*** ENTRIES SHOWN Section Begins ***

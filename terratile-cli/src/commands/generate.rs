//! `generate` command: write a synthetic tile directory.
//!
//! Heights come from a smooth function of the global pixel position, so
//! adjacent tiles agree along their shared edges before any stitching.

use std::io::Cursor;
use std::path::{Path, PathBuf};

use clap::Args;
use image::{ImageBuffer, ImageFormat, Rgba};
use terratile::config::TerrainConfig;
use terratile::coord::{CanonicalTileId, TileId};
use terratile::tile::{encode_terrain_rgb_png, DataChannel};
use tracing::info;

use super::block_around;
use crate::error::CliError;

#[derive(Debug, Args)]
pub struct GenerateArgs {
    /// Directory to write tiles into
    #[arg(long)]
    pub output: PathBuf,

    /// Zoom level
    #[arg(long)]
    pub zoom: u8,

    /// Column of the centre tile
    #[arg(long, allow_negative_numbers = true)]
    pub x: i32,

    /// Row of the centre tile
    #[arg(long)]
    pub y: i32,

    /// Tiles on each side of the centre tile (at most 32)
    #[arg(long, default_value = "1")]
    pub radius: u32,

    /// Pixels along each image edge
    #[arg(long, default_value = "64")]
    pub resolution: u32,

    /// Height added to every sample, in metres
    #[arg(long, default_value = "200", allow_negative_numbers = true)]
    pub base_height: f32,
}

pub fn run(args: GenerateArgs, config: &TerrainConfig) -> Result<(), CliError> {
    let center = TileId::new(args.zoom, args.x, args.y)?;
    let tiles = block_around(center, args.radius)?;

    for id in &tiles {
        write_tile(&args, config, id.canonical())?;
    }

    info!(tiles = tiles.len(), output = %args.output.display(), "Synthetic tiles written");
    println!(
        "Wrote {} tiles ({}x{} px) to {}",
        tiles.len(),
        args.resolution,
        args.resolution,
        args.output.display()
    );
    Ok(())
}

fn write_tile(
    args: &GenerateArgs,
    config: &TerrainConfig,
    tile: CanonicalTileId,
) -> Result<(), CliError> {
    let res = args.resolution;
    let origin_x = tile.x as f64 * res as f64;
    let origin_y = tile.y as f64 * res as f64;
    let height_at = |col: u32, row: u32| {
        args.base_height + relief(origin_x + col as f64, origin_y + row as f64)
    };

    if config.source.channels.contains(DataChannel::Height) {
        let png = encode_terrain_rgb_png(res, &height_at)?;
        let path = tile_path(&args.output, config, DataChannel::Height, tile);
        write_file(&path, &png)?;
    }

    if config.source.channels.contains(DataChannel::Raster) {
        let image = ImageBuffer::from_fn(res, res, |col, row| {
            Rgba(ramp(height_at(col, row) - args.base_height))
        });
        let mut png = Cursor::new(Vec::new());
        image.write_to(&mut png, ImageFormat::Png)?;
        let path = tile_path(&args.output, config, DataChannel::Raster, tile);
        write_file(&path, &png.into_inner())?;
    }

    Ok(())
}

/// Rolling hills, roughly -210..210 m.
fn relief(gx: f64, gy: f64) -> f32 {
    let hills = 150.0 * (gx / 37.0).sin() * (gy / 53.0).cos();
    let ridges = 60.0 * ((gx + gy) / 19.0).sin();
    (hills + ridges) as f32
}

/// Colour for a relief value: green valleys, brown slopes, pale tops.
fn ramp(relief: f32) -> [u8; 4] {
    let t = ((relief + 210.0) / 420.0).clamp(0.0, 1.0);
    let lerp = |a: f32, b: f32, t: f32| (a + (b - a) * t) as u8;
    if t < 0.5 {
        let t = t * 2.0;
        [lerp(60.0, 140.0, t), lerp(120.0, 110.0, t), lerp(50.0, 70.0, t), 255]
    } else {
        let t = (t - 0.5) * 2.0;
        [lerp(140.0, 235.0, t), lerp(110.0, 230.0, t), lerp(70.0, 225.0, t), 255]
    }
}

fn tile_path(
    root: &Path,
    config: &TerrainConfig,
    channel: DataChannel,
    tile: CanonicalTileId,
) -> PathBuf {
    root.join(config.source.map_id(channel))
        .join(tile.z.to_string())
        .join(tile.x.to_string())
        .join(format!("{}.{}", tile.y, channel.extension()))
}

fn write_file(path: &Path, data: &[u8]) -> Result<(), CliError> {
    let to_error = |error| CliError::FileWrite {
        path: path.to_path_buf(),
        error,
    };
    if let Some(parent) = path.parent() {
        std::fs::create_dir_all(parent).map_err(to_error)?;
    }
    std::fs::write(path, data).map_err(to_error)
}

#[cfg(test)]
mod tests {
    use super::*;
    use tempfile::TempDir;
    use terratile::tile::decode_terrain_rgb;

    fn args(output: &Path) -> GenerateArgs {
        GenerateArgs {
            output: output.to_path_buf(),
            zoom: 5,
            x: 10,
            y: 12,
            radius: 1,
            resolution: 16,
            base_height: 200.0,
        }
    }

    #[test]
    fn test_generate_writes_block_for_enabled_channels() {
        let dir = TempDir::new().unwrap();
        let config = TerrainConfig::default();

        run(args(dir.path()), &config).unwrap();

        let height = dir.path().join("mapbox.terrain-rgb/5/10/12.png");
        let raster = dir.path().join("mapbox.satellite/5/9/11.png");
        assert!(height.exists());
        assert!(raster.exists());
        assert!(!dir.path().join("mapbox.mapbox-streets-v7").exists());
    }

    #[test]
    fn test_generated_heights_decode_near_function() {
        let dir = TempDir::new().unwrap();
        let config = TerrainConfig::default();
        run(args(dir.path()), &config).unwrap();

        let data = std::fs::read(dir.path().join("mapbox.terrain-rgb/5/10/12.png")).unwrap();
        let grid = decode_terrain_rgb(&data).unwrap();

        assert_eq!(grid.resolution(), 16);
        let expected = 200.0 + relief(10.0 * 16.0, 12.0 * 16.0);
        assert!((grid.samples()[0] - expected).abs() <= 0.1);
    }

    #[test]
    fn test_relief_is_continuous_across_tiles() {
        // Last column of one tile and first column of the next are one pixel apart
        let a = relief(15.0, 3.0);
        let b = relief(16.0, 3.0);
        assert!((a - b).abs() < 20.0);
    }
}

*** ENTRIES SHOWN Section Ends ***

### TASK DETAILS
Which lines above contain the word "resolution"? Show each of them.

### RESULT FOR THIS EXERCISE
    pub resolution: u32,
        args.resolution,
        args.resolution,
    let res = args.resolution;
            resolution: 16,
        assert_eq!(grid.resolution(), 16);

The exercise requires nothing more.